Rock was born as the new music for young people and it is no coincidence that the Beatles have sung When I’m 64 as if it were the age of a very old person, or that The Who said “I’d rather die than grow old.”

Nito Mestre, with the guitar he used at the time of Sui Generis.  Photo: Juan Manuel Foglia.

Nito Mestre, with the guitar he used at the time of Sui Generis. Photo: Juan Manuel Foglia.

In recent years, however, it has been seen how many rockers crossed that border as if nothing had happened, staying current and active: Paul McCartney recently turned 80 and Mick Jagger is 79. Both continue to jump and sing on tours around the world.

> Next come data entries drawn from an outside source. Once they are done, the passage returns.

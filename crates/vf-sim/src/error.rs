use thiserror::Error;
use vf_core::VfError;

#[derive(Debug, Error, Clone, PartialEq)]
pub enum SimError {
    /// The configuration was rejected; any previous configuration is kept.
    #[error("simulation configuration error: {0}")]
    Config(#[from] VfError),
}

pub type SimResult<T> = Result<T, SimError>;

Here, in Argentina, Charly García turned 70 in October of last year, and León Gieco in November. Willy Quiroga (of Vox Dei) is 82 and Litto Nebbia is 74. There is a bit of everything, and of course many people in the audience are also the age of their rock idols.

The idea is to enjoy

Nito Master.  Photo: Juan Manuel Foglia.

Nito Master. Photo: Juan Manuel Foglia.

“I feel like a 35-40 year old guy,” says Nito, sitting at a table on the sidewalk where every once in a while someone comes up to ask for a photo or simply say hello and congratulate him for what he does. “They are extras that I have hired for the notes,” he tells him between laughs, between proud and embarrassed by the fame that he undoubtedly has.

“At this point in life -he says- we are going little by little, with caution and short objectives. Between the pandemic and other things, in these two years many acquaintances, friends and colleagues have left. Then you realize that you are turning 70 and you feel young, but at the same time I have the precaution to look to the sides and see that Rodolfo García, Horacio Fontova, Rinaldo Rafanelli, who are even, have left, to the side. That is, the bullets are passing by”.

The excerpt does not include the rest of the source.